Sub-agents
A sub-agent is an agent used as a tool by another agent. When the parent decides to call it, the sub-agent runs on its own — its own instructions, model, and tools — and returns its answer to the parent as the tool result.
Use this to delegate specialised work: a support agent that hands billing questions to a billing agent, a coordinator that delegates research, and so on. Each sub-agent keeps its own focused instructions, so the parent's prompt stays small.
Because a sub-agent is just a tool, it behaves like any other tool everywhere — it fires the same events, streams to your UI in real time, and is recorded in persistence the same way.
You could always hand-roll this — write a custom tool that runs another agent itself. The built-in sub-agent support does that wiring for you and adds context isolation, depth/cycle guards, and parent → child audit tracking automatically.
Declaring a sub-agent
List an agent class in another agent's tools(). Atlas exposes it to the parent model as a delegation tool automatically:
use Atlasphp\Atlas\Agent;
class SupportAgent extends Agent
{
public function tools(): array
{
return [
BillingAgent::class, // delegated to as a sub-agent
SearchKnowledgeBase::class, // a normal tool
];
}
}The tool's name and description come from the sub-agent's key() and description().
What the parent passes
The parent model sees a single string parameter, task, which it fills with a clear, self-contained instruction. That becomes the sub-agent's message, and the sub-agent's final text is returned as the tool result.
Context isolation
Each sub-agent invocation runs in isolation: its own instructions, model, and tools, starting from a fresh history. The parent's conversation history is not shared — pass everything the sub-agent needs in the task. Context you set with withMeta() (auth, tenant) is forwarded, so authorization still works.
Running sub-agents concurrently
By default delegations run one at a time. If the parent agent enables concurrent execution (via concurrent() or ->withConcurrent()) and the model delegates to several sub-agents in a single step, those sub-agents run at the same time — each in its own forked process:
class CoordinatorAgent extends Agent
{
public function concurrent(): bool
{
return true; // fan out to sub-agents in parallel
}
public function tools(): array
{
return [ResearchAgent::class, PricingAgent::class, LegalAgent::class];
}
}The parent's tool loop waits for all of them to finish, then continues with the complete set of responses — so the parent always reasons over every sub-agent's result, exactly as it would sequentially. Only wall-clock time changes: three sub-agents that each take ~3s finish in ~3s instead of ~9s.
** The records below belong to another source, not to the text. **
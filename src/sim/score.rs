//! Per-arena scoreboard

use serde::{Deserialize, Serialize};

use super::pusher::Side;
use crate::consts::DEFAULT_WIN_THRESHOLD;

/// Goal counters for one arena
#[derive(Debug, Clone, PartialEq, Eq, Serialize, Deserialize)]
pub struct ScoreTracker {
    near: u32,
    far: u32,
    win_threshold: u32,
}

impl Default for ScoreTracker {
    fn default() -> Self {
        Self::new(DEFAULT_WIN_THRESHOLD)
    }
}

impl ScoreTracker {
    pub fn new(win_threshold: u32) -> Self {
        Self {
            near: 0,
            far: 0,
            win_threshold,
        }
    }

    /// Count a goal for `scorer`. Returns true once either side has reached
    /// the win threshold.
    pub fn add_score(&mut self, scorer: Side) -> bool {
        match scorer {
            Side::Near => self.near += 1,
            Side::Far => self.far += 1,
        }
        self.threshold_reached()
    }

    pub fn threshold_reached(&self) -> bool {
        self.near >= self.win_threshold || self.far >= self.win_threshold
    }

    /// Side currently at or past the threshold
    pub fn leader(&self) -> Option<Side> {
        if self.near >= self.win_threshold {
            Some(Side::Near)
        } else if self.far >= self.win_threshold {
            Some(Side::Far)
        } else {
            None
        }
    }

    pub fn reset(&mut self) {
        self.near = 0;
        self.far = 0;
    }

    pub fn score(&self, side: Side) -> u32 {
        match side {
            Side::Near => self.near,
            Side::Far => self.far,
        }
    }

    pub fn win_threshold(&self) -> u32 {
        self.win_threshold
    }
}
#[cfg(test)]
mod tests {
    use super::*;
    use crate::sim::policy::{ChasePuckPolicy, Direction, IdlePolicy, Observation};
    use crate::sim::pusher::{ControlMode, PusherPhase};

    fn settings() -> SimSettings {
        SimSettings::training()
    }

    fn arena(settings: &SimSettings) -> Arena {
        Arena::new(0, Vec3::ZERO, settings).unwrap()
    }

    fn body(x: f32) -> RigidBody {
        RigidBody::new(Vec3::new(x, 0.0, 0.0), 1.0, 0.15)
    }

    fn count_resets(report: &ArenaStepReport) -> usize {
        report
            .events
            .iter()
            .filter(|e| matches!(e, GameEvent::EpisodeReset { .. }))
            .count()
    }

    #[test]
    fn test_build_requires_puck() {
        let s = settings();
        let err = ArenaBuilder::new(0, Vec3::ZERO, &s)
            .pusher(Side::Near, body(-1.5))
            .pusher(Side::Far, body(1.5))
            .build()
            .unwrap_err();
        assert_eq!(err, ArenaError::MissingPuck);
    }

    #[test]
    fn test_build_requires_both_pushers() {
        let s = settings();
        let err = ArenaBuilder::new(0, Vec3::ZERO, &s)
            .puck(RigidBody::new(Vec3::ZERO, 1.0, 0.1))
            .pusher(Side::Near, body(-1.5))
            .build()
            .unwrap_err();
        assert_eq!(err, ArenaError::MissingPusher(Side::Far));
    }

    #[test]
    fn test_build_rejects_duplicate_side() {
        let s = settings();
        let err = ArenaBuilder::from_settings(0, Vec3::ZERO, &s)
            .pusher(Side::Near, body(-1.0))
            .build()
            .unwrap_err();
        assert_eq!(err, ArenaError::DuplicateSide(Side::Near));
    }

    #[test]
    fn test_build_rejects_massless_puck() {
        let s = settings();
        let err = ArenaBuilder::from_settings(0, Vec3::ZERO, &s)
            .puck(RigidBody::new(Vec3::ZERO, 0.0, 0.1))
            .build()
            .unwrap_err();
        assert!(matches!(err, ArenaError::InvalidMass { body: "puck", .. }));
    }

    #[test]
    fn test_reset_restores_start_poses() {
        let s = settings();
        let mut arena = arena(&s);
        for _ in 0..40 {
            arena.step(&ChasePuckPolicy::default());
        }
        assert!(arena.pusher(Side::Near).body.pos != arena.start_poses().near);

        arena.reset_arena();
        let start = *arena.start_poses();
        assert_eq!(arena.puck().pos, start.puck);
        assert!(arena.puck().is_at_rest());
        for side in Side::BOTH {
            let pusher = arena.pusher(side);
            assert_eq!(pusher.body.pos, start.pusher(side));
            assert!(pusher.body.is_at_rest());
            assert_eq!(pusher.phase, PusherPhase::Reset);
            assert_eq!(pusher.steps, 0);
            assert_eq!(pusher.episode_reward(), 0.0);
        }
    }

    #[test]
    fn test_duplicate_requests_coalesce() {
        let mut s = settings();
        s.episode.policy_probability = 0.5;
        let mut once = arena(&s);
        let mut many = arena(&s);

        assert!(once.request_reset(ResetReason::External));
        assert!(many.request_reset(ResetReason::External));
        for _ in 0..4 {
            assert!(!many.request_reset(ResetReason::StepLimit));
        }
        assert_eq!(many.pending_reset(), Some(ResetReason::External));

        let a = once.step(&IdlePolicy);
        let b = many.step(&IdlePolicy);
        assert_eq!(a.reset, Some(ResetReason::External));
        assert_eq!(b.reset, Some(ResetReason::External));
        assert_eq!(count_resets(&b), 1);
        assert_eq!(once.episodes(), 1);
        assert_eq!(many.episodes(), 1);
        assert_eq!(once.snapshot(), many.snapshot());
        assert_eq!(many.pending_reset(), None);
    }

    #[test]
    fn test_step_limit_ends_both_episodes_once() {
        let mut s = settings();
        s.episode.max_steps = 3;
        let mut arena = arena(&s);

        for _ in 0..2 {
            let report = arena.step(&IdlePolicy);
            assert_eq!(report.reset, None);
            assert!(report.transitions.iter().all(|t| !t.done));
        }

        let report = arena.step(&IdlePolicy);
        assert_eq!(report.reset, Some(ResetReason::StepLimit));
        assert_eq!(count_resets(&report), 1);
        assert_eq!(report.transitions.len(), 2);
        for t in &report.transitions {
            assert!(t.done);
            // Shaping for a centred puck (+0.001) plus the step-limit penalty
            assert!((t.reward - (0.001 - 100.0)).abs() < 1e-3, "reward {}", t.reward);
        }
        assert_eq!(arena.episodes(), 1);
        assert_eq!(arena.pusher(Side::Near).phase, PusherPhase::Reset);
    }

    #[test]
    fn test_unlimited_episode() {
        let mut s = settings();
        s.episode.max_steps = 0;
        let mut arena = arena(&s);
        for _ in 0..100 {
            assert_eq!(arena.step(&IdlePolicy).reset, None);
        }
        assert_eq!(arena.pusher(Side::Far).steps, 100);
    }

    fn shoot_at_far_goal(arena: &mut Arena) {
        let puck = arena.puck_mut();
        puck.pos = Vec3::new(1.99, 0.0, 0.0);
        puck.vel = Vec3::new(2.0, 0.0, 0.0);
    }

    #[test]
    fn test_goal_scores_rewards_and_resets() {
        let s = settings();
        let mut arena = arena(&s);
        shoot_at_far_goal(&mut arena);

        let report = arena.step(&IdlePolicy);
        assert!(report.events.contains(&GameEvent::Goal {
            scorer: Side::Near,
            near: 1,
            far: 0
        }));
        assert_eq!(report.reset, Some(ResetReason::Goal));

        let near = report.transitions.iter().find(|t| t.side == Side::Near).unwrap();
        let far = report.transitions.iter().find(|t| t.side == Side::Far).unwrap();
        assert!(near.done && far.done);
        assert!((near.reward - 1.001).abs() < 1e-4, "near {}", near.reward);
        assert!((far.reward + 1.0025).abs() < 1e-4, "far {}", far.reward);

        assert_eq!(arena.score().score(Side::Near), 1);
        assert_eq!(arena.puck().pos, arena.start_poses().puck);
    }

    #[test]
    fn test_win_zeroes_scores_after_reset() {
        let mut s = settings();
        s.episode.win_threshold = 1;
        let mut arena = arena(&s);
        shoot_at_far_goal(&mut arena);

        let report = arena.step(&IdlePolicy);
        assert!(report.events.contains(&GameEvent::MatchWon { winner: Side::Near }));
        assert_eq!(arena.score().score(Side::Near), 0);
        assert_eq!(arena.score().score(Side::Far), 0);
    }

    #[test]
    fn test_seven_goals_then_zero() {
        let s = settings();
        let mut arena = arena(&s);
        for goal in 1..=7u32 {
            shoot_at_far_goal(&mut arena);
            let report = arena.step(&IdlePolicy);
            if goal < 7 {
                assert_eq!(arena.score().score(Side::Near), goal);
            } else {
                assert!(report.events.contains(&GameEvent::MatchWon { winner: Side::Near }));
            }
        }
        assert_eq!(arena.score().score(Side::Near), 0);
        assert_eq!(arena.episodes(), 7);
    }

    #[test]
    fn test_goal_and_step_limit_share_one_reset() {
        let mut s = settings();
        s.episode.max_steps = 1;
        let mut arena = arena(&s);
        shoot_at_far_goal(&mut arena);

        let report = arena.step(&IdlePolicy);
        assert_eq!(report.reset, Some(ResetReason::StepLimit));
        assert_eq!(count_resets(&report), 1);
        assert_eq!(arena.episodes(), 1);
        // The goal still counts
        assert_eq!(arena.score().score(Side::Near), 1);
    }

    #[test]
    fn test_strike_rewards_are_zero_sum_shaped() {
        let s = settings();
        let mut arena = arena(&s);
        {
            let near = arena.pusher_mut(Side::Near);
            near.body.pos = Vec3::new(-0.2, 0.0, 0.0);
            near.body.vel = Vec3::new(2.0, 0.0, 0.0);
        }

        let push = |_: PolicyHandle, _: &Observation| Direction::PlusX;
        let report = arena.step(&push);

        assert!(report.events.contains(&GameEvent::PuckStrike { side: Side::Near }));
        let near = report.transitions.iter().find(|t| t.side == Side::Near).unwrap();
        let far = report.transitions.iter().find(|t| t.side == Side::Far).unwrap();
        assert!((near.reward - 5.001).abs() < 1e-4, "near {}", near.reward);
        assert!((far.reward + 2.999).abs() < 1e-4, "far {}", far.reward);

        // Puck absorbed the strike; the pusher kept its own velocity
        assert!((arena.puck().vel.x - 5.0).abs() < 1e-4);
        assert!((arena.pusher(Side::Near).body.vel.x - 2.5).abs() < 1e-5);
    }

    #[test]
    fn test_strike_fires_once_per_contact() {
        let s = settings();
        let mut arena = arena(&s);
        arena.pusher_mut(Side::Near).body.pos = Vec3::new(-0.2, 0.0, 0.0);
        arena.puck_mut().vel = Vec3::ZERO;

        let strikes: usize = (0..3)
            .map(|_| {
                arena
                    .step(&IdlePolicy)
                    .events
                    .iter()
                    .filter(|e| matches!(e, GameEvent::PuckStrike { .. }))
                    .count()
            })
            .sum();
        assert_eq!(strikes, 1);
    }

    #[test]
    fn test_bodies_stay_in_range_and_planar() {
        let s = settings();
        let mut arena = arena(&s);
        let policy = ChasePuckPolicy::default();
        for _ in 0..2000 {
            arena.step(&policy);
            for side in Side::BOTH {
                let p = arena.pusher(side);
                assert!(p.x_range.contains(p.body.pos.x), "{side:?} x {}", p.body.pos.x);
                assert!(p.z_range.contains(p.body.pos.z), "{side:?} z {}", p.body.pos.z);
                assert_eq!(p.body.vel.y, 0.0);
            }
            assert_eq!(arena.puck().vel.y, 0.0);
            assert!(arena.puck().pos.z.abs() <= s.table.half_width);
        }
    }

    #[test]
    fn test_mode_roll_follows_probability() {
        let mut s = settings();
        s.episode.policy_probability = 0.0;
        let arena0 = arena(&s);
        assert_eq!(arena0.pusher(Side::Near).mode(), ControlMode::Scripted);
        assert_eq!(arena0.pusher(Side::Far).mode(), ControlMode::Scripted);

        s.episode.policy_probability = 1.0;
        let arena1 = arena(&s);
        assert_eq!(arena1.pusher(Side::Near).mode(), ControlMode::Policy);

        s.episode.policy_probability = 0.5;
        let mut mixed = arena(&s);
        let mut scripted = 0;
        for _ in 0..50 {
            mixed.reset_arena();
            if mixed.pusher(Side::Near).mode() == ControlMode::Scripted {
                scripted += 1;
            }
        }
        assert!(scripted > 0 && scripted < 50);
    }

    #[test]
    fn test_scripted_pushers_chase_without_feedback() {
        let mut s = settings();
        s.episode.policy_probability = 0.0;
        let mut arena = arena(&s);

        let mut struck = false;
        for _ in 0..200 {
            let report = arena.step(&IdlePolicy);
            assert!(report.transitions.is_empty());
            struck |= report
                .events
                .iter()
                .any(|e| matches!(e, GameEvent::PuckStrike { .. }));
        }
        assert!(struck);
    }

    #[test]
    fn test_snapshot_world_positions() {
        let s = settings();
        let origin = Vec3::new(10.0, 0.0, -15.0);
        let arena = Arena::new(3, origin, &s).unwrap();
        let snap = arena.snapshot();
        assert_eq!(snap.arena, 3);
        assert_eq!(snap.puck.world, origin + snap.puck.local);
        assert_eq!(snap.pushers[0].body.world, origin + Vec3::new(-1.5, 0.0, 0.0));
    }

    #[test]
    fn test_external_reset_ends_both_episodes() {
        let s = settings();
        let mut arena = arena(&s);
        arena.step(&IdlePolicy);

        assert!(arena.request_reset(ResetReason::External));
        let report = arena.step(&IdlePolicy);
        assert_eq!(report.reset, Some(ResetReason::External));
        assert_eq!(report.transitions.len(), 2);
        assert!(report.transitions.iter().all(|t| t.done));
    }

    #[test]
    fn test_immediate_reset_closes_open_episodes() {
        let s = settings();
        let mut arena = arena(&s);
        arena.step(&IdlePolicy);

        let report = arena.reset_arena();
        assert_eq!(report.reset, Some(ResetReason::External));
        assert_eq!(count_resets(&report), 1);
        assert_eq!(report.transitions.len(), 2);
        for t in &report.transitions {
            assert!(t.done);
            assert_eq!(t.reward, 0.0);
        }

        // Nothing left open: a second reset closes no episode
        assert!(arena.reset_arena().transitions.is_empty());
    }

    #[test]
    fn test_start_pose_outside_half_is_rejected() {
        let mut s = settings();
        s.table.near_start = Vec3::new(0.8, 0.0, 0.0);
        let err = Arena::new(0, Vec3::ZERO, &s).unwrap_err();
        assert!(matches!(err, ArenaError::StartOutOfRange { body: "near pusher", .. }));

        let mut s = settings();
        s.table.far_start = Vec3::new(1.5, 0.0, 0.95);
        let err = Arena::new(0, Vec3::ZERO, &s).unwrap_err();
        assert!(matches!(err, ArenaError::StartOutOfRange { body: "far pusher", .. }));

        let mut s = settings();
        s.table.puck_start = Vec3::new(2.5, 0.0, 0.0);
        let err = Arena::new(0, Vec3::ZERO, &s).unwrap_err();
        assert!(matches!(err, ArenaError::StartOutOfRange { body: "puck", .. }));
    }

    fn place_pushers(arena: &mut Arena, near_vx: f32) {
        let near = arena.pusher_mut(Side::Near);
        near.body.pos = Vec3::new(-0.1, 0.0, 0.5);
        near.body.vel = Vec3::new(near_vx, 0.0, 0.0);
        let far = arena.pusher_mut(Side::Far);
        far.body.pos = Vec3::new(0.1, 0.0, 0.5);
        far.body.vel = Vec3::new(-near_vx, 0.0, 0.0);
    }

    #[test]
    fn test_pushers_bounce_apart_at_centre_line() {
        let s = settings();
        let mut arena = arena(&s);
        place_pushers(&mut arena, 1.0);

        let report = arena.step(&IdlePolicy);
        let near = arena.pusher(Side::Near).body;
        let far = arena.pusher(Side::Far).body;

        let gap = near.pos.distance(far.pos);
        assert!(gap >= near.radius + far.radius - 1e-5, "gap {gap}");
        // Idle decel leaves 0.64 m/s each; equal masses swap it
        assert!((near.vel.x + 0.64).abs() < 1e-4, "near {}", near.vel.x);
        assert!((far.vel.x - 0.64).abs() < 1e-4, "far {}", far.vel.x);
        assert_eq!(near.pos.z, 0.5);
        assert!(
            !report
                .events
                .iter()
                .any(|e| matches!(e, GameEvent::PuckStrike { .. }))
        );
    }

    #[test]
    fn test_separating_pushers_keep_velocity() {
        let s = settings();
        let mut arena = arena(&s);
        place_pushers(&mut arena, -1.0);

        arena.step(&IdlePolicy);
        let near = arena.pusher(Side::Near).body;
        let far = arena.pusher(Side::Far).body;
        assert!(near.pos.distance(far.pos) >= near.radius + far.radius - 1e-5);
        assert!((near.vel.x + 0.64).abs() < 1e-4);
        assert!((far.vel.x - 0.64).abs() < 1e-4);
    }
}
Everything in this page still holds under concurrency. The full lineage tree, each sub-agent's own and rolled-up token usage, and the depth/cycle guards are all preserved across the fork boundary, and persistence tracking is automatically fork-safe (Atlas resets database connections before forking).
One nuance to know: a concurrently-delegated sub-agent's internal real-time events (its own step and tool-call events) fire inside its forked process and are not delivered to in-process listeners in the parent — the delegation still surfaces as a parent tool-call event, and the full tree is still persisted for auditing. Requirements, the CLI/queue-only nature of fork-based parallelism, and this event caveat are covered in Concurrent Tool Execution.
Guards
Delegation is bounded to prevent runaway nesting:
- Depth —
atlas.agents.max_delegation_depth(default5) caps how deep agents may delegate; exceeding it throwsMaxDelegationDepthException. - Cycles — delegating to an agent already in the chain (
A → B → A) throwsDelegationCycleException.
atlas.agents.delegation_errors controls sub-agent failures: throw (default) surfaces a failed tool call; return hands the error message back to the parent model so it can recover.
// config/atlas.php
'agents' => [
'max_delegation_depth' => 5,
'delegation_errors' => 'throw',
],Auditing the delegation tree
With persistence enabled, every delegation is recorded as an auditable tree. Each sub-agent run is its own Execution, linked to its parent by parent_execution_id, parent_tool_call_id (the delegating call, typed agent), and depth (0 for the root, incremented per level):
use Atlasphp\Atlas\Persistence\Models\Execution;
$run = Execution::find($id);
$run->parent; // the execution that delegated to this one (null for a root)
$run->children; // sub-agent executions it spawned
// Each agent's own token cost is stored on its own row.
$run->usage; // ['input_tokens' => …, 'output_tokens' => …]
// Total tokens for the whole chain (this run plus every sub-agent it called).
$run->totalUsage(); // ['input_tokens' => …, 'output_tokens' => …, 'total_tokens' => …]So you can report what each individual agent cost, as well as the cost of an entire delegation chain.